(Stored items)
* * *

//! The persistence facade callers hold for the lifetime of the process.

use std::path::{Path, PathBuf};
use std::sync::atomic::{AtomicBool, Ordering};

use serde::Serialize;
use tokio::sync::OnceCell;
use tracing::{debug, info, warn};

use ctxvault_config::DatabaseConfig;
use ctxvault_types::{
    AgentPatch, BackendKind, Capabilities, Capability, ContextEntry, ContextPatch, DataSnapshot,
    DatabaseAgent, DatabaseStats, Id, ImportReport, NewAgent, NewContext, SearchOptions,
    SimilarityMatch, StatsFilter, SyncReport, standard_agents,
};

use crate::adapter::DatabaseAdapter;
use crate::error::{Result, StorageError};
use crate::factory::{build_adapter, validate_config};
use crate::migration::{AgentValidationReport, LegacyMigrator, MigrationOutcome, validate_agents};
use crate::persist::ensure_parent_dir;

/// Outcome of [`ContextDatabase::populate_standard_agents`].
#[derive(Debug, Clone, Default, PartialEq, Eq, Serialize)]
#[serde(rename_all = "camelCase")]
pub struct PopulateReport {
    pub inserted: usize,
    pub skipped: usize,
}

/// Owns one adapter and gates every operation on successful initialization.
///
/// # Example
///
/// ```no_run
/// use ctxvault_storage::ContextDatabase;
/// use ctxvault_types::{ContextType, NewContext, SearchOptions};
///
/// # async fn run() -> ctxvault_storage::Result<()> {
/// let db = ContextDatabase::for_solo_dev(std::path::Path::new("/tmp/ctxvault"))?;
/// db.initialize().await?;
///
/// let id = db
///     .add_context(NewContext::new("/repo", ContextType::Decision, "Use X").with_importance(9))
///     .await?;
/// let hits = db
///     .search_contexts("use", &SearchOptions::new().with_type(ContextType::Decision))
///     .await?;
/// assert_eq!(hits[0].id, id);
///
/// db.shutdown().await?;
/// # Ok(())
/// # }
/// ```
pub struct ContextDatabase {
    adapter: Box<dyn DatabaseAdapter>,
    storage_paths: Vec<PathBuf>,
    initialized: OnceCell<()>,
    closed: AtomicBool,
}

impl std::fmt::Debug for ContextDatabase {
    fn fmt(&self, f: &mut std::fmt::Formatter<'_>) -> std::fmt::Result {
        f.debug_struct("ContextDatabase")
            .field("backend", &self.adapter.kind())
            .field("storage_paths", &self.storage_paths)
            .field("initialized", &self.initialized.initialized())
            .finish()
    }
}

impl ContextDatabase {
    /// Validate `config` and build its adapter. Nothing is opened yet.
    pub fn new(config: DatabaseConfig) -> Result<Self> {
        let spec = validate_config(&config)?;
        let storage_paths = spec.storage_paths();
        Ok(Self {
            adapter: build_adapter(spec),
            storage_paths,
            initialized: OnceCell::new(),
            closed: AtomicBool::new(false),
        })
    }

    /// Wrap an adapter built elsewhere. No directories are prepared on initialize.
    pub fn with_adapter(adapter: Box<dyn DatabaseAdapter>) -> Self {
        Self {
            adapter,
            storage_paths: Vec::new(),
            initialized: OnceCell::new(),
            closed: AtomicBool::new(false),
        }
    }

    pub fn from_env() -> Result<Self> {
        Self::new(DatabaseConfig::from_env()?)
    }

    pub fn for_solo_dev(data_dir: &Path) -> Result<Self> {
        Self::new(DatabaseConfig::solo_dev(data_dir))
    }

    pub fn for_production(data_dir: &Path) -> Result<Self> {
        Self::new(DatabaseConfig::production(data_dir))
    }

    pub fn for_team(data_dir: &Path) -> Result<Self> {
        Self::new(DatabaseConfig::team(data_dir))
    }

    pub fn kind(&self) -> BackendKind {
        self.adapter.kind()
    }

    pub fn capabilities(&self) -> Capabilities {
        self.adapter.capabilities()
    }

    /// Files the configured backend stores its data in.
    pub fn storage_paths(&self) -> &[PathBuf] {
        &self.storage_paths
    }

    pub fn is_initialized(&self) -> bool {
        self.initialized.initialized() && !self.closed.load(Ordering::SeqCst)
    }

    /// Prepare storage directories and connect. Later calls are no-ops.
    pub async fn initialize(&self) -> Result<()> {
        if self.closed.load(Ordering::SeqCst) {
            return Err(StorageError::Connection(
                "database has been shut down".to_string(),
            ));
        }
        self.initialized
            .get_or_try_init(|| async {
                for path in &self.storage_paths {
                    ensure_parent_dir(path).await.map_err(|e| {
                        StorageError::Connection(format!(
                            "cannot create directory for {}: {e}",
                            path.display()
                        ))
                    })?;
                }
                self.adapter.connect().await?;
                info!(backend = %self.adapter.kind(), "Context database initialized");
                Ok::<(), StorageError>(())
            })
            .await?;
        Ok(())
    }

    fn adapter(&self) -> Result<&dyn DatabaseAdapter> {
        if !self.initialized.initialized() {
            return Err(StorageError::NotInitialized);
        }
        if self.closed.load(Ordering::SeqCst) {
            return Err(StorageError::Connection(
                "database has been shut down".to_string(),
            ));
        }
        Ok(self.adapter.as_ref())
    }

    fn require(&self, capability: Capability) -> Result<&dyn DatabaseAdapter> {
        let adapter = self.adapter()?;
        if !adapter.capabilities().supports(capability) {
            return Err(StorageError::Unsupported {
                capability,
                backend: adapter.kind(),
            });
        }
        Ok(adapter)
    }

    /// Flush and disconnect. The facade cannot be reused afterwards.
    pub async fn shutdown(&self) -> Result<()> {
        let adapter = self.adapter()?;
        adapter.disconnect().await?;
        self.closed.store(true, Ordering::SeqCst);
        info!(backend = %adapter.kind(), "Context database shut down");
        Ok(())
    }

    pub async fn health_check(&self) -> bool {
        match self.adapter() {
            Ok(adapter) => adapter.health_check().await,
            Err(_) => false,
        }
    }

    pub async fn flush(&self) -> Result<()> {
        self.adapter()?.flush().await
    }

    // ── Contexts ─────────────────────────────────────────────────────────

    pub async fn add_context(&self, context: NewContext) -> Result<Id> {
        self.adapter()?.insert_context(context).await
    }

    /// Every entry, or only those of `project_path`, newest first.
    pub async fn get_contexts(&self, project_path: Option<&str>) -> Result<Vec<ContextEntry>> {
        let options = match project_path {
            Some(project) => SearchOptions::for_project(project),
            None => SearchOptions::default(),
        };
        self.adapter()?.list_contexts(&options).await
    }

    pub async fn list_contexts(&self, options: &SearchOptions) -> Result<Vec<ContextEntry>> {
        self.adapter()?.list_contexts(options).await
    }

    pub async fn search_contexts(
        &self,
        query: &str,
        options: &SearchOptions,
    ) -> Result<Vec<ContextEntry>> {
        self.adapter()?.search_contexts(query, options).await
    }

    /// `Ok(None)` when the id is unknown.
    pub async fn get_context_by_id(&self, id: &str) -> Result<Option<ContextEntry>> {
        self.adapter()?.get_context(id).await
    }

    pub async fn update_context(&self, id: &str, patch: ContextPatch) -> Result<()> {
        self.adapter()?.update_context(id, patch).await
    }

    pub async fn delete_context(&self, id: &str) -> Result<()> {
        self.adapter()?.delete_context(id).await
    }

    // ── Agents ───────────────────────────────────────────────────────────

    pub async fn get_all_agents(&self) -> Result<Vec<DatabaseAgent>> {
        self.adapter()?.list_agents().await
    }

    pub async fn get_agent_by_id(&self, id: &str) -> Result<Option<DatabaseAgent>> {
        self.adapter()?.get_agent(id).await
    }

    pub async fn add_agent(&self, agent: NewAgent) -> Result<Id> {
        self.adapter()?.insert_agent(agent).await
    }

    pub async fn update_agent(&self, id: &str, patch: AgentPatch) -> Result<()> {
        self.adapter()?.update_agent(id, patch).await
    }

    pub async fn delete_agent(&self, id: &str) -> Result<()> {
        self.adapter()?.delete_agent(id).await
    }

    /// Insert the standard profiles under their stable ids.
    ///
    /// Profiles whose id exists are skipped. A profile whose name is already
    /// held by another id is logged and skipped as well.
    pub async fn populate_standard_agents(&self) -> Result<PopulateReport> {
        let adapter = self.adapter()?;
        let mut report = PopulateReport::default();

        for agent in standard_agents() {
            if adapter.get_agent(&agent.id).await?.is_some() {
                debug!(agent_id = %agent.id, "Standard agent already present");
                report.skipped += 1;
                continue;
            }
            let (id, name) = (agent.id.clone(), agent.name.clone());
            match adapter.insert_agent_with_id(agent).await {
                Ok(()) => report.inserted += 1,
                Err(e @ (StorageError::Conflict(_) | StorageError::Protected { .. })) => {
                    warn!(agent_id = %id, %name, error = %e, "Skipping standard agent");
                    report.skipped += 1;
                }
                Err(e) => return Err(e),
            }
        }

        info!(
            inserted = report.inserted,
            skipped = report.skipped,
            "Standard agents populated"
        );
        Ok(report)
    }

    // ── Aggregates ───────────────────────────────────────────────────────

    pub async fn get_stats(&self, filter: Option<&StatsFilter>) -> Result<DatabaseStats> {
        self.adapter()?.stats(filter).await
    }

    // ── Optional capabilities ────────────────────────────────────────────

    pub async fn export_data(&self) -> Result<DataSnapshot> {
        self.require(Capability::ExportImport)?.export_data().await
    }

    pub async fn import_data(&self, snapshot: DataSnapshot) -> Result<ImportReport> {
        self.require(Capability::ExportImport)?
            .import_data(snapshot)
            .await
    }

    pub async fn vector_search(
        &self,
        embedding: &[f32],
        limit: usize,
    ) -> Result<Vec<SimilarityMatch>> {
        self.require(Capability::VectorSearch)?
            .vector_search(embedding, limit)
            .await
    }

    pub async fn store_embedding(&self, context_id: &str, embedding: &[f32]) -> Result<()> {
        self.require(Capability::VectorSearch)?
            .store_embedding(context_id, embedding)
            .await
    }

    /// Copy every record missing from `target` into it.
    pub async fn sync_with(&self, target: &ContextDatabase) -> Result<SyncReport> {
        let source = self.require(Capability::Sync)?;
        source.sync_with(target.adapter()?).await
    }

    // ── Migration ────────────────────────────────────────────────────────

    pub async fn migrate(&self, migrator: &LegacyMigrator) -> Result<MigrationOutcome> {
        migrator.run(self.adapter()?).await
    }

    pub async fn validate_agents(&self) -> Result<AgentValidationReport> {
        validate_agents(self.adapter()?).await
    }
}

* * *

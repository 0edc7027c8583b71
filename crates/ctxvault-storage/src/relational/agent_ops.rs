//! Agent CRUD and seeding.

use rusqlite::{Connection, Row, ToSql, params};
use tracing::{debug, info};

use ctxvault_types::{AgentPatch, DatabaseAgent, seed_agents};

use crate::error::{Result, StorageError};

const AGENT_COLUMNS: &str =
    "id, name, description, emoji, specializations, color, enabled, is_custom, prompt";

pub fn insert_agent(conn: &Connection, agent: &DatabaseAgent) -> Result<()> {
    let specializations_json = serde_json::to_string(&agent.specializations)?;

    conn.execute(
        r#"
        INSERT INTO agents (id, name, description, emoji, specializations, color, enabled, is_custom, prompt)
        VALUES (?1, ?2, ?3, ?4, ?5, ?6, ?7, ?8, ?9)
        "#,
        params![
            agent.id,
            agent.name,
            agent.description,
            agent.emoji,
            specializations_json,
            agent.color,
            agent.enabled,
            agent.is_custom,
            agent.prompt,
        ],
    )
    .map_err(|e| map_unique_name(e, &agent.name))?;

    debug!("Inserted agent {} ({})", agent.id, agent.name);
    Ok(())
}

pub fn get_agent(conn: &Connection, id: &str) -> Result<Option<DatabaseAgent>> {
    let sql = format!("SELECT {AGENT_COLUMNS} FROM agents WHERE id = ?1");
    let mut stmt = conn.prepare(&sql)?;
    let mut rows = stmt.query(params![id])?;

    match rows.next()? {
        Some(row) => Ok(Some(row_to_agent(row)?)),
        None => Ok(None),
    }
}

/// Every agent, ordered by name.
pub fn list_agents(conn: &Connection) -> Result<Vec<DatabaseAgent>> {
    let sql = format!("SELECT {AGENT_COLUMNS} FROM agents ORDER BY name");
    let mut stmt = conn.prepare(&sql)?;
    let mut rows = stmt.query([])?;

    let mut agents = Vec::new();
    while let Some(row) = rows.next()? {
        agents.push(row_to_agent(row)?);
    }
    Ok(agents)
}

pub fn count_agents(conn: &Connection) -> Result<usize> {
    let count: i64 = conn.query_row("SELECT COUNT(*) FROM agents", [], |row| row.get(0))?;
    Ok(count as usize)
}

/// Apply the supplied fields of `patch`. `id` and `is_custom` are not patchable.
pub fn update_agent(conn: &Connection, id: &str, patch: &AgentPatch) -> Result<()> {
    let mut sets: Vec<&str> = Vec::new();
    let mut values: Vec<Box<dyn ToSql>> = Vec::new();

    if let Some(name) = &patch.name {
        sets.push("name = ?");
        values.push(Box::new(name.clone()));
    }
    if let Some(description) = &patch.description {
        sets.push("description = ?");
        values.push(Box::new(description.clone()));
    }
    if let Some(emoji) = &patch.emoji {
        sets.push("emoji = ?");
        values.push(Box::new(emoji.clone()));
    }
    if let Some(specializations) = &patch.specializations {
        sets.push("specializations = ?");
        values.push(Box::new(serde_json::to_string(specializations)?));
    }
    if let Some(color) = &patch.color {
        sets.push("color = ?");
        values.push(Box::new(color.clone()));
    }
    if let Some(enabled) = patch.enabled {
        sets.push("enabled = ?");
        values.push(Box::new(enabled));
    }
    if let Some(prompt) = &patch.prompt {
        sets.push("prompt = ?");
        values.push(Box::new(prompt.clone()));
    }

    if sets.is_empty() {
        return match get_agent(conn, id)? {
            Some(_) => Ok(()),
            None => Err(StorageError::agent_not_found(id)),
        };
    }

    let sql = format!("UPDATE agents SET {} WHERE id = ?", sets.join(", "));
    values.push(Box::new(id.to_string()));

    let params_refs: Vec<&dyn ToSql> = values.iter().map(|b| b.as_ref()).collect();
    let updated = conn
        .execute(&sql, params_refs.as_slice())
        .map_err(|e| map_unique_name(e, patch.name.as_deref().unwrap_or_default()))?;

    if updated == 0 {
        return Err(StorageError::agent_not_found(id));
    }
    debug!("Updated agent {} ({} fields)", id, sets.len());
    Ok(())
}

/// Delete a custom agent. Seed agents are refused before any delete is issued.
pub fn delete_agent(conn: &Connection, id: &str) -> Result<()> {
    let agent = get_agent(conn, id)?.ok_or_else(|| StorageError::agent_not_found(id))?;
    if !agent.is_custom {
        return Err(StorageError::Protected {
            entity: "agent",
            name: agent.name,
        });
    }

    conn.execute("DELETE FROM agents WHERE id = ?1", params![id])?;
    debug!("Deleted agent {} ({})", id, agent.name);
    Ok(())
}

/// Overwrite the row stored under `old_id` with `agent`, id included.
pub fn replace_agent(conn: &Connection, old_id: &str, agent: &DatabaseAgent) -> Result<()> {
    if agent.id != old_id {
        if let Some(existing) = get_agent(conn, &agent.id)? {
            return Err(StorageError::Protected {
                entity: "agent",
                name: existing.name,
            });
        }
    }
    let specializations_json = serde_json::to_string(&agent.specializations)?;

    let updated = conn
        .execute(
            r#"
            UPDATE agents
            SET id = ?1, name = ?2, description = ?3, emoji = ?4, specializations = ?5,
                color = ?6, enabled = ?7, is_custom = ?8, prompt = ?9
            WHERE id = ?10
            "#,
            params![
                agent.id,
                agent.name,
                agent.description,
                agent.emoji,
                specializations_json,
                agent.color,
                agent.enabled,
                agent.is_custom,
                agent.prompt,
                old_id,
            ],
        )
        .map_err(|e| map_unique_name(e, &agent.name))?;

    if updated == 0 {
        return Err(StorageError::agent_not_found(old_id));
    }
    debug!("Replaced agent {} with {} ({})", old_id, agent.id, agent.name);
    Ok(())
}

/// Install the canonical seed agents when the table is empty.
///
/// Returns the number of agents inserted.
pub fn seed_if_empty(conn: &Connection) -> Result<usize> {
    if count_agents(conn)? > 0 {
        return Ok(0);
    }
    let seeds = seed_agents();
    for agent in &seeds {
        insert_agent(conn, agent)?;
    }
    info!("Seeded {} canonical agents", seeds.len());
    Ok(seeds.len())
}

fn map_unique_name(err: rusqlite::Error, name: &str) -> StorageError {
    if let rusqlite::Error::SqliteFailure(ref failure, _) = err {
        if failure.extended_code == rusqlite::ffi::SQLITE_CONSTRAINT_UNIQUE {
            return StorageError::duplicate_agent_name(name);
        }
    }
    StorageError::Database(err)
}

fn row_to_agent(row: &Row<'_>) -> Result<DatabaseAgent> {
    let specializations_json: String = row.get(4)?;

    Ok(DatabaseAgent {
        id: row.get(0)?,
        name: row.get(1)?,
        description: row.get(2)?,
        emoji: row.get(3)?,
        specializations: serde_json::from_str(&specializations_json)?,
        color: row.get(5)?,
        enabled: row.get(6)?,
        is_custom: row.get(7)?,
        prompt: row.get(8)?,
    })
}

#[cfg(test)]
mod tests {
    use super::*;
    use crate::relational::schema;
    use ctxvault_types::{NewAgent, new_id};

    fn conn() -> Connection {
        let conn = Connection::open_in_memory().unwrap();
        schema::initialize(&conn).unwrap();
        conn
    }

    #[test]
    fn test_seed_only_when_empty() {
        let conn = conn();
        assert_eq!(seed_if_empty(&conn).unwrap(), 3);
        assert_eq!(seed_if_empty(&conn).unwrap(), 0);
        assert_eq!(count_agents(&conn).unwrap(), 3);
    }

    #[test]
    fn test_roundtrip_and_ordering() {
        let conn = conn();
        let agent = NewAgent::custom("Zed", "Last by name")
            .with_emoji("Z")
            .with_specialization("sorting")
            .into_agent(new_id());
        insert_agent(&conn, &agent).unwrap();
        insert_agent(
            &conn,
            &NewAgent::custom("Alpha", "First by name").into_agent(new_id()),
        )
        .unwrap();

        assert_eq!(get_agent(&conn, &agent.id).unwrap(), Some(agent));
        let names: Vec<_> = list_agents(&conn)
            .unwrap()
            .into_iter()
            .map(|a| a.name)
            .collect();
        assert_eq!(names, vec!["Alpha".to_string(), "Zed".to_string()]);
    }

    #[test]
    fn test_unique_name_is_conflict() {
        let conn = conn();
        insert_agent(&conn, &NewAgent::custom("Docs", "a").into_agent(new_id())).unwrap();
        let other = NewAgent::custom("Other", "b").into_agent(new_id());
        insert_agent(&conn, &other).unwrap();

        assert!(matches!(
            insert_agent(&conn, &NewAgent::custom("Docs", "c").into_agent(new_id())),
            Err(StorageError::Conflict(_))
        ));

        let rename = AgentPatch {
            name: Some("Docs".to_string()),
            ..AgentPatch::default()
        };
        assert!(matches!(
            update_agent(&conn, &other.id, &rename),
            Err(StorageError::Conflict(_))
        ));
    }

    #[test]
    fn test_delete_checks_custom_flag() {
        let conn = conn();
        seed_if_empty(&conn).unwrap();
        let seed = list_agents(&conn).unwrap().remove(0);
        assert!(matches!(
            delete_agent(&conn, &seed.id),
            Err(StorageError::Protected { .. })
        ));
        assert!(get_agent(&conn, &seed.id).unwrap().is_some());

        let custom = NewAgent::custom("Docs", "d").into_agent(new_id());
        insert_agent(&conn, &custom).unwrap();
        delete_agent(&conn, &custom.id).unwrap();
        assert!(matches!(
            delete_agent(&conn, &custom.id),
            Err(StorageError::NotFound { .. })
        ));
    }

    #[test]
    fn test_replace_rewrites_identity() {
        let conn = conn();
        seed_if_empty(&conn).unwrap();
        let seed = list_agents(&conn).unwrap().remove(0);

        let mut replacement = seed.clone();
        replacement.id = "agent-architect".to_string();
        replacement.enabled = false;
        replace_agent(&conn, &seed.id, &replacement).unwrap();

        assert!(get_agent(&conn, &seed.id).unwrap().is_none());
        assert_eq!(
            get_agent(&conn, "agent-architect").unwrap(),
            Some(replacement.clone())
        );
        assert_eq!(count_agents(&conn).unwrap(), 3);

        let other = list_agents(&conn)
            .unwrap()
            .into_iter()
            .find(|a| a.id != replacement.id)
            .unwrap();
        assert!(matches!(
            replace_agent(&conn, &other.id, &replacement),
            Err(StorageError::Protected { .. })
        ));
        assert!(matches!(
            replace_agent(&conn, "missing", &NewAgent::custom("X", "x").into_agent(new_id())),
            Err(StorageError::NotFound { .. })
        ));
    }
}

* * *

— Try it —
Go through the records above and copy every line holding the word "collect".

— Exercise answer —
    let params_refs: Vec<&dyn ToSql> = values.iter().map(|b| b.as_ref()).collect();
            .collect();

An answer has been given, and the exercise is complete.